* _Task input_:
· · · · ·
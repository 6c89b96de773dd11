//! REST market-data feed.
//!
//! Single `GET {base_url}{path}` returning `{ "indices": [...], "ticker_tape": [...] }`.
//! Auth: optional, `Authorization: Api-Key {key}`.

use anyhow::{Context, Result};
use async_trait::async_trait;
use reqwest::Client;
use secrecy::{ExposeSecret, SecretString};
use std::time::Duration;
use tracing::debug;

use super::{MarketDataSource, MarketSnapshot};
use crate::config::FeedConfig;
use crate::types::TickerError;

const SOURCE_NAME: &str = "http";

/// Market-data endpoint client.
pub struct HttpMarketFeed {
    http: Client,
    url: String,
    api_key: Option<SecretString>,
}

impl HttpMarketFeed {
    pub fn new(
        base_url: &str,
        path: &str,
        timeout: Duration,
        api_key: Option<SecretString>,
    ) -> Result<Self> {
        if base_url.trim().is_empty() {
            return Err(TickerError::Config("feed base_url is empty".into()).into());
        }

        let http = Client::builder()
            .timeout(timeout)
            .user_agent(concat!("tickerstrip/", env!("CARGO_PKG_VERSION")))
            .build()
            .context("Failed to build HTTP client for market feed")?;

        Ok(Self {
            http,
            url: join_url(base_url, path),
            api_key,
        })
    }

    pub fn from_config(cfg: &FeedConfig, api_key: Option<SecretString>) -> Result<Self> {
        Self::new(&cfg.base_url, &cfg.path, Duration::from_secs(cfg.timeout_secs), api_key)
    }

    /// Fully-qualified endpoint URL.
    pub fn url(&self) -> &str {
        &self.url
    }
}

fn join_url(base_url: &str, path: &str) -> String {
    let base = base_url.trim().trim_end_matches('/');
    let path = path.trim();
    if path.is_empty() {
        base.to_string()
    } else if path.starts_with('/') {
        format!("{base}{path}")
    } else {
        format!("{base}/{path}")
    }
}

#[async_trait]
impl MarketDataSource for HttpMarketFeed {
    async fn fetch_snapshot(&self) -> Result<MarketSnapshot> {
        debug!(url = %self.url, "Fetching market snapshot");

        let mut req = self.http.get(&self.url);
        if let Some(key) = &self.api_key {
            req = req.header(
                reqwest::header::AUTHORIZATION,
                format!("Api-Key {}", key.expose_secret()),
            );
        }

        let resp = req.send().await.context("Market endpoint request failed")?;

        let status = resp.status();
        if !status.is_success() {
            return Err(TickerError::Endpoint { status: status.as_u16() }.into());
        }

        let body = resp
            .text()
            .await
            .context("Failed to read market endpoint response")?;

        let snapshot: MarketSnapshot =
            serde_json::from_str(&body).map_err(|e| TickerError::Decode(e.to_string()))?;

        debug!(
            indices = snapshot.indices.len(),
            tape = snapshot.ticker_tape.len(),
            "Market snapshot received"
        );
        Ok(snapshot)
    }

    fn name(&self) -> &'static str {
        SOURCE_NAME
    }
}

// ---------------------------------------------------------------------------
// Tests
// ---------------------------------------------------------------------------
· · · · ·
* _About this task_:
Every line of the data above should be reproduced word for word.

* _Solution to this task_:
repository 6c89b96de773dd11
//! REST market-data feed.
//!
//! Single `GET {base_url}{path}` returning `{ "indices": [...], "ticker_tape": [...] }`.
//! Auth: optional, `Authorization: Api-Key {key}`.

use anyhow::{Context, Result};
use async_trait::async_trait;
use reqwest::Client;
use secrecy::{ExposeSecret, SecretString};
use std::time::Duration;
use tracing::debug;

use super::{MarketDataSource, MarketSnapshot};
use crate::config::FeedConfig;
use crate::types::TickerError;

const SOURCE_NAME: &str = "http";

/// Market-data endpoint client.
pub struct HttpMarketFeed {
    http: Client,
    url: String,
    api_key: Option<SecretString>,
}

impl HttpMarketFeed {
    pub fn new(
        base_url: &str,
        path: &str,
        timeout: Duration,
        api_key: Option<SecretString>,
    ) -> Result<Self> {
        if base_url.trim().is_empty() {
            return Err(TickerError::Config("feed base_url is empty".into()).into());
        }

        let http = Client::builder()
            .timeout(timeout)
            .user_agent(concat!("tickerstrip/", env!("CARGO_PKG_VERSION")))
            .build()
            .context("Failed to build HTTP client for market feed")?;

        Ok(Self {
            http,
            url: join_url(base_url, path),
            api_key,
        })
    }

    pub fn from_config(cfg: &FeedConfig, api_key: Option<SecretString>) -> Result<Self> {
        Self::new(&cfg.base_url, &cfg.path, Duration::from_secs(cfg.timeout_secs), api_key)
    }

    /// Fully-qualified endpoint URL.
    pub fn url(&self) -> &str {
        &self.url
    }
}

fn join_url(base_url: &str, path: &str) -> String {
    let base = base_url.trim().trim_end_matches('/');
    let path = path.trim();
    if path.is_empty() {
        base.to_string()
    } else if path.starts_with('/') {
        format!("{base}{path}")
    } else {
        format!("{base}/{path}")
    }
}

#[async_trait]
impl MarketDataSource for HttpMarketFeed {
    async fn fetch_snapshot(&self) -> Result<MarketSnapshot> {
        debug!(url = %self.url, "Fetching market snapshot");

        let mut req = self.http.get(&self.url);
        if let Some(key) = &self.api_key {
            req = req.header(
                reqwest::header::AUTHORIZATION,
                format!("Api-Key {}", key.expose_secret()),
            );
        }

        let resp = req.send().await.context("Market endpoint request failed")?;

        let status = resp.status();
        if !status.is_success() {
            return Err(TickerError::Endpoint { status: status.as_u16() }.into());
        }

        let body = resp
            .text()
            .await
            .context("Failed to read market endpoint response")?;

        let snapshot: MarketSnapshot =
            serde_json::from_str(&body).map_err(|e| TickerError::Decode(e.to_string()))?;

        debug!(
            indices = snapshot.indices.len(),
            tape = snapshot.ticker_tape.len(),
            "Market snapshot received"
        );
        Ok(snapshot)
    }

    fn name(&self) -> &'static str {
        SOURCE_NAME
    }
}

// ---------------------------------------------------------------------------
// Tests
// ---------------------------------------------------------------------------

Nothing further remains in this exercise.